[Data entries]
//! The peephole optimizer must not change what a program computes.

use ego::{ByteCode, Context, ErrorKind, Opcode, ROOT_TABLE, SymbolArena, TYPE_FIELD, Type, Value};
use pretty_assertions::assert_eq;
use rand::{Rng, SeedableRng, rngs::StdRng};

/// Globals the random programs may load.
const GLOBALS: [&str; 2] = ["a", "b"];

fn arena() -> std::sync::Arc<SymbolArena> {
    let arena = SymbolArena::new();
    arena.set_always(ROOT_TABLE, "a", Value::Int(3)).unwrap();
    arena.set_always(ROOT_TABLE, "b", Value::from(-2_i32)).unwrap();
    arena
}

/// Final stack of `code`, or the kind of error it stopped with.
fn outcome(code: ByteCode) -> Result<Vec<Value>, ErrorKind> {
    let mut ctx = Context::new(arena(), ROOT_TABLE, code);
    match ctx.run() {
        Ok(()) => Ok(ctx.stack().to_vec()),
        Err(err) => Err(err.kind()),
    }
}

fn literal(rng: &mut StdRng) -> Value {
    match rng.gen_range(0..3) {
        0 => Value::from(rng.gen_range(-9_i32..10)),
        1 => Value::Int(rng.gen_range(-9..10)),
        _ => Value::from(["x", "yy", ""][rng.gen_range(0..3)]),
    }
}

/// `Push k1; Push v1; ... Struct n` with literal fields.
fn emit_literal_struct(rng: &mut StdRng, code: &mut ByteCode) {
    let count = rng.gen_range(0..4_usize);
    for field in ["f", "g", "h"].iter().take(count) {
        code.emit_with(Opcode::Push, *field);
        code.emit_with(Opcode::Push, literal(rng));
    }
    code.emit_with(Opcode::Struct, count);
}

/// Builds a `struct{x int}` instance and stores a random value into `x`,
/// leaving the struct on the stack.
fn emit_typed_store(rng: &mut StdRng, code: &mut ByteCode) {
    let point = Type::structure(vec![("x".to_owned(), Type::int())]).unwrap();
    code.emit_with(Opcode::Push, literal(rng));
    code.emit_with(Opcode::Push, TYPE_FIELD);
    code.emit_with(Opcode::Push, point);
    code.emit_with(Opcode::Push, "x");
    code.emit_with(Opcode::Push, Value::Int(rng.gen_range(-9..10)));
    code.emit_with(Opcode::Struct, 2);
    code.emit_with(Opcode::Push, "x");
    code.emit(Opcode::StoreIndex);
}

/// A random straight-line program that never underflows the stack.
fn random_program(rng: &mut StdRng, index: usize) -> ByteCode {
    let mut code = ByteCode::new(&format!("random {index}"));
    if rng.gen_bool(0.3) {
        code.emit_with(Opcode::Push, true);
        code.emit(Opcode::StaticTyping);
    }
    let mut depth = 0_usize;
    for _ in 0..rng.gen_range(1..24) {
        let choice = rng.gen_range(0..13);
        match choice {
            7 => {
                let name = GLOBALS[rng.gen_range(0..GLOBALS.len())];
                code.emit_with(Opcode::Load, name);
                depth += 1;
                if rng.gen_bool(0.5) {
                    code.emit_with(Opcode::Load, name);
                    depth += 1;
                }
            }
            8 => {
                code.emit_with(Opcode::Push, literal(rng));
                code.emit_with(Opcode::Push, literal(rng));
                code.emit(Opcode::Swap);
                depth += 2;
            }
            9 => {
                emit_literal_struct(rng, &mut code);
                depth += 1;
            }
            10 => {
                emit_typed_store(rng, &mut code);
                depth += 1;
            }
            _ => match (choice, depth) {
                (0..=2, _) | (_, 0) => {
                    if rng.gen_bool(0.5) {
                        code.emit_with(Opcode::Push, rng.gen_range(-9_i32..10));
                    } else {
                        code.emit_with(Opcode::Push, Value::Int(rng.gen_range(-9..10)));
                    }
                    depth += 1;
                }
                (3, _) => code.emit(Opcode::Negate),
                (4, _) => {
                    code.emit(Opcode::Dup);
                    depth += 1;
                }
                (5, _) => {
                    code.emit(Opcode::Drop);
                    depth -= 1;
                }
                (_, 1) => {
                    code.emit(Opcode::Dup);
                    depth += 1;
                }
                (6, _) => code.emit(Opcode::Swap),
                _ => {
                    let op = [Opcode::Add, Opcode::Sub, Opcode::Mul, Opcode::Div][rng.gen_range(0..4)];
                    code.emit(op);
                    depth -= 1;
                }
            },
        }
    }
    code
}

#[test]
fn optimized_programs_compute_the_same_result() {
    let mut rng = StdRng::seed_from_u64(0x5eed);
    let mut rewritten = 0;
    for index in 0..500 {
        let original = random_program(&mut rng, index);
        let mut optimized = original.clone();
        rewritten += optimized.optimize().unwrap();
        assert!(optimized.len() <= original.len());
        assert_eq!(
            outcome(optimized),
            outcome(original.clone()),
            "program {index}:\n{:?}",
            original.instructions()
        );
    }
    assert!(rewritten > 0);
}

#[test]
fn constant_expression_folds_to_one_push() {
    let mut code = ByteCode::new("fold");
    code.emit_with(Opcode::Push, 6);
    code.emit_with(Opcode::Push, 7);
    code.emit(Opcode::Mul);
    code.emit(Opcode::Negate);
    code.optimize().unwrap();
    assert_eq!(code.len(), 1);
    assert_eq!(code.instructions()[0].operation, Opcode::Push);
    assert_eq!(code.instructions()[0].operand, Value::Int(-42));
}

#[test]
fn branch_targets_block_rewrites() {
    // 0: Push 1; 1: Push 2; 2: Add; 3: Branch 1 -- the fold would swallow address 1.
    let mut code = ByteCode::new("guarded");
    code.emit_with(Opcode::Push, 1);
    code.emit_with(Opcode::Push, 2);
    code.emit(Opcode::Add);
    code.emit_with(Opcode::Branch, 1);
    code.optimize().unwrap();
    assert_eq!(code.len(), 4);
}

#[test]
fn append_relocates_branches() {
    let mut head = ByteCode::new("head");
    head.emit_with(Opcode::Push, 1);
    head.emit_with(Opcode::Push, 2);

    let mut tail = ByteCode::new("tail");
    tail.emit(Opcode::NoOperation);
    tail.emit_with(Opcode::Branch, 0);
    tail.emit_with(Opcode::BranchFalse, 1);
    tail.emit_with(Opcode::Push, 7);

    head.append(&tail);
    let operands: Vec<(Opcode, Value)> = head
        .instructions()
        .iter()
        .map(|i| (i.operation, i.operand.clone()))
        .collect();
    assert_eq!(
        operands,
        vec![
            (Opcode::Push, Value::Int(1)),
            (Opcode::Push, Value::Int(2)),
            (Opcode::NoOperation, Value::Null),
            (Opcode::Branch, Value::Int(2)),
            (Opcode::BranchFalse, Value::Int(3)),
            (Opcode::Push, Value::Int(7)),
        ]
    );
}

...

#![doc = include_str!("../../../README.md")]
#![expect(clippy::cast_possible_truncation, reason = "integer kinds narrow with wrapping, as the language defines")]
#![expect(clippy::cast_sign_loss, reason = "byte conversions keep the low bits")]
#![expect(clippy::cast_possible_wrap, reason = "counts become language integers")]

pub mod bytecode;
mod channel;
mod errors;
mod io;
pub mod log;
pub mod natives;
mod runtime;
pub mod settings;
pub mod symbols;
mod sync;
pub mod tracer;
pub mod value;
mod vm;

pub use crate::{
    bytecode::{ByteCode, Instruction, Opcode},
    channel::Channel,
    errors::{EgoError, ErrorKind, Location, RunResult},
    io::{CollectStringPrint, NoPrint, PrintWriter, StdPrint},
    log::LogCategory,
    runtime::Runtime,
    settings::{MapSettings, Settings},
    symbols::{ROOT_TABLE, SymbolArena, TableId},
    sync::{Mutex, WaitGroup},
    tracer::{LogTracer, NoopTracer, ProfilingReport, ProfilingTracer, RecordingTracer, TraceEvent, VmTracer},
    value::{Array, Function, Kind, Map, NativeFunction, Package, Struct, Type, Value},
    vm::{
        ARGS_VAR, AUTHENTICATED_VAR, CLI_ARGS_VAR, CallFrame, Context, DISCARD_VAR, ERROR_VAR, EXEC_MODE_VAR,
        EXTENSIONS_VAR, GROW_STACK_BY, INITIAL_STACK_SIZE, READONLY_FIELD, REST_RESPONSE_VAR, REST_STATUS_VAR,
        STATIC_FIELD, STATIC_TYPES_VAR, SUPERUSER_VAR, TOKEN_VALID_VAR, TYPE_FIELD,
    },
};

* * *

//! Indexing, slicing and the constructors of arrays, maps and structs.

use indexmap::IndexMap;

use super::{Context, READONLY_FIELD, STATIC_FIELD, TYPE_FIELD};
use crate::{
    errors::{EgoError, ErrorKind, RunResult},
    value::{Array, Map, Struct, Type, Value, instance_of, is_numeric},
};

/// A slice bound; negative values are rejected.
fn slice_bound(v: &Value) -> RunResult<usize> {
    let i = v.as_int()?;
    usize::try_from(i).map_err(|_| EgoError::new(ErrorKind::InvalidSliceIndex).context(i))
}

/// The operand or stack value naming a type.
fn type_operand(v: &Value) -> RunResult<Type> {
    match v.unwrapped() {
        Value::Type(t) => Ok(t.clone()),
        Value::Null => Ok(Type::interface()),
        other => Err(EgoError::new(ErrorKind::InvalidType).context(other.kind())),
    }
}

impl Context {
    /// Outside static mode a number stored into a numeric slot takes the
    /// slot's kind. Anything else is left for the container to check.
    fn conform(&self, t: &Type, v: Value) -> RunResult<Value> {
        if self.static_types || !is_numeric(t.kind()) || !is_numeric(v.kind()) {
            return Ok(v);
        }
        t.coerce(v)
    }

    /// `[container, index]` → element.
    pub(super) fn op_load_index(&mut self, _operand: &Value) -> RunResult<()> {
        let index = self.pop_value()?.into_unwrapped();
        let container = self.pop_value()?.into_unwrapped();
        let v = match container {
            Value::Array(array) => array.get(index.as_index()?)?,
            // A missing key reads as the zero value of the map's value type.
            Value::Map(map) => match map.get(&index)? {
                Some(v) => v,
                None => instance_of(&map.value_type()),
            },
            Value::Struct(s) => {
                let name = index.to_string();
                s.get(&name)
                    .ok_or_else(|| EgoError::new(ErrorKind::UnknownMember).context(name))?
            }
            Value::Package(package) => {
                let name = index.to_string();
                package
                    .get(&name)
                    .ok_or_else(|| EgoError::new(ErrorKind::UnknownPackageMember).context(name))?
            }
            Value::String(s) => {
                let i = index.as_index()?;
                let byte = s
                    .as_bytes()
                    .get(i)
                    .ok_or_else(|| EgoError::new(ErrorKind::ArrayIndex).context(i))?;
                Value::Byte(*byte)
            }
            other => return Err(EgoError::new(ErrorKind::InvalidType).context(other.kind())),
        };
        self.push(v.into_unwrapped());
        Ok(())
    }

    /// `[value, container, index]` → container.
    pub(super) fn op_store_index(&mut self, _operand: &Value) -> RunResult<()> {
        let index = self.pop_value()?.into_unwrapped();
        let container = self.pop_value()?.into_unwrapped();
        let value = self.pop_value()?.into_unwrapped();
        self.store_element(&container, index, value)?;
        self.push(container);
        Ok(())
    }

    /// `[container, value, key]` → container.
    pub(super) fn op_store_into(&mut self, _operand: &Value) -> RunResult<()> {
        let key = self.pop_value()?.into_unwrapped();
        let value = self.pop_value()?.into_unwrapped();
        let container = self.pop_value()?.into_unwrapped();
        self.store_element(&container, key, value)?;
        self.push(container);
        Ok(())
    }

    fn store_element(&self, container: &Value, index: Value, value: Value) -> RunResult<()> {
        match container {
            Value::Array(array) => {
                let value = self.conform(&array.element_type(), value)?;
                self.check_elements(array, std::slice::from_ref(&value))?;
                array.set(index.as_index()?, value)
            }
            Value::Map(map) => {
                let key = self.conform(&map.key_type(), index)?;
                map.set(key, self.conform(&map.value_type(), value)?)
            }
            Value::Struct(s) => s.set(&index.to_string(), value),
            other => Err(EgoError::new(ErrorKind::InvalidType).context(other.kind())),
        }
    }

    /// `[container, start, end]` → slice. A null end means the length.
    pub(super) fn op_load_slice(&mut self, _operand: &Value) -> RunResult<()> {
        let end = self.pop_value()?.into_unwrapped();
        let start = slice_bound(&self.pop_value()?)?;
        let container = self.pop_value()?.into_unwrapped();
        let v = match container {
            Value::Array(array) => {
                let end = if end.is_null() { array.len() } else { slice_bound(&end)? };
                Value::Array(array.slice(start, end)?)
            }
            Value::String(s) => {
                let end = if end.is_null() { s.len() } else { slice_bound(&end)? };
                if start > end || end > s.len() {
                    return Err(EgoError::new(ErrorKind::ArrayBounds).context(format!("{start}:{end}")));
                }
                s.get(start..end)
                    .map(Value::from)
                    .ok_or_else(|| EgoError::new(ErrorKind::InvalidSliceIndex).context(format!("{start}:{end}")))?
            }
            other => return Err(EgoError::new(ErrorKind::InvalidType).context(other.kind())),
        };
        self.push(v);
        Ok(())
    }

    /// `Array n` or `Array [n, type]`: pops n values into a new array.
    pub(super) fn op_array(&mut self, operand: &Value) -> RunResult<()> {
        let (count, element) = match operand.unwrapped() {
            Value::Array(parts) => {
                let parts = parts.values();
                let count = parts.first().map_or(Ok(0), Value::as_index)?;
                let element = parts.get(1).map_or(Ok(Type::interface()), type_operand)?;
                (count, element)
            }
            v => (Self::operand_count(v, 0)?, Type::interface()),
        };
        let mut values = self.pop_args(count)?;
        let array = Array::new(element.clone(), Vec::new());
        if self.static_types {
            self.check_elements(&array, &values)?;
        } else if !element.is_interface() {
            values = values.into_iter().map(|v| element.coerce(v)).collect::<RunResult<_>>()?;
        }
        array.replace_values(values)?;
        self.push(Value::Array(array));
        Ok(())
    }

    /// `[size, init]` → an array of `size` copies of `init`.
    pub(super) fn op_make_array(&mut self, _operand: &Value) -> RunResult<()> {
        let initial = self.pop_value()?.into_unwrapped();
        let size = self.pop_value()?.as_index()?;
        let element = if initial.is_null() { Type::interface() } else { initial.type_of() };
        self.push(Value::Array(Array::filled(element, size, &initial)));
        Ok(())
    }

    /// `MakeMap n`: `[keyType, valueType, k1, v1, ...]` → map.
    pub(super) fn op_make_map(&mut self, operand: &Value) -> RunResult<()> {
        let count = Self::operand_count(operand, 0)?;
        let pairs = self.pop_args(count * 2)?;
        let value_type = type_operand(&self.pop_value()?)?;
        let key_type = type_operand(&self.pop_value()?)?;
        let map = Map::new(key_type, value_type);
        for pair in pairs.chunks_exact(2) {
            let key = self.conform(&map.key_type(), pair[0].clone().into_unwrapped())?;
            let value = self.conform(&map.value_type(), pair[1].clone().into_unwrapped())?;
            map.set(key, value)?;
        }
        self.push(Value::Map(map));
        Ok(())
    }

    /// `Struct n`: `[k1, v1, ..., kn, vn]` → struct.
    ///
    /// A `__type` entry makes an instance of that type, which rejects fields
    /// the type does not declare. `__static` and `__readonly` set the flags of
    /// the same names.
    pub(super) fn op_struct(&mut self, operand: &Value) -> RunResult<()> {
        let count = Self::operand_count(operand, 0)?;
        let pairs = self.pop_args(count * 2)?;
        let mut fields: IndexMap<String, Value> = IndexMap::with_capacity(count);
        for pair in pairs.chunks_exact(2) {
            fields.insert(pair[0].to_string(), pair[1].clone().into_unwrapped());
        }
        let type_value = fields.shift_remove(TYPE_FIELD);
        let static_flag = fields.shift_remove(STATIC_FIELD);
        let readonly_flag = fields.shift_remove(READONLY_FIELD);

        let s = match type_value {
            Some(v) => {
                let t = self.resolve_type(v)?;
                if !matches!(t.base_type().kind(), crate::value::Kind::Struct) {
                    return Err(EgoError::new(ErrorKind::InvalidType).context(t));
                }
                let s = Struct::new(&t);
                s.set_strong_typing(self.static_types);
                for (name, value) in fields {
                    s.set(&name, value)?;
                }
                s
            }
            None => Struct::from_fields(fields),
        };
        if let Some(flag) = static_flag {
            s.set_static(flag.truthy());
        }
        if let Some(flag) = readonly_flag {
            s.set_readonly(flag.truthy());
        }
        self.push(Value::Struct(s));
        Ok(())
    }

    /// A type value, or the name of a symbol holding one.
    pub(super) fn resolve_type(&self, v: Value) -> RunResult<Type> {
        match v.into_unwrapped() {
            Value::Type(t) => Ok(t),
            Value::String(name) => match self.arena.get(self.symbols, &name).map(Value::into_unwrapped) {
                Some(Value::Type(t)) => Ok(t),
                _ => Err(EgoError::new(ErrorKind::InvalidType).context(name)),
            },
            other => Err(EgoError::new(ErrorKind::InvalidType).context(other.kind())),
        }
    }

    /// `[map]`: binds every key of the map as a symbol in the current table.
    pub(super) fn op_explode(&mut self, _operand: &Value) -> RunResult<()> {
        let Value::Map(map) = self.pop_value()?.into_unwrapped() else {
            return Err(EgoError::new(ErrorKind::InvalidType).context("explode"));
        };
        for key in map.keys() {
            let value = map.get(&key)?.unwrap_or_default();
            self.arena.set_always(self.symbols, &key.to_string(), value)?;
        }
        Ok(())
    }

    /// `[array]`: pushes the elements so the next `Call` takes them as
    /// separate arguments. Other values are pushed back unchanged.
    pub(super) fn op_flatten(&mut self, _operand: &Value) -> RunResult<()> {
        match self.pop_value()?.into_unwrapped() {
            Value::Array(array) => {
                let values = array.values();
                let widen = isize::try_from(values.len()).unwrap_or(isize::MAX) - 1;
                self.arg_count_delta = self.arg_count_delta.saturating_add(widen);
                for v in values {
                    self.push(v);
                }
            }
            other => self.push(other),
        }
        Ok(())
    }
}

- **REQUIRED WORK**:
The lines in the entries above that carry the word "operands" must be copied.

- **EXERCISE ANSWER**:
    let operands: Vec<(Opcode, Value)> = head
        operands,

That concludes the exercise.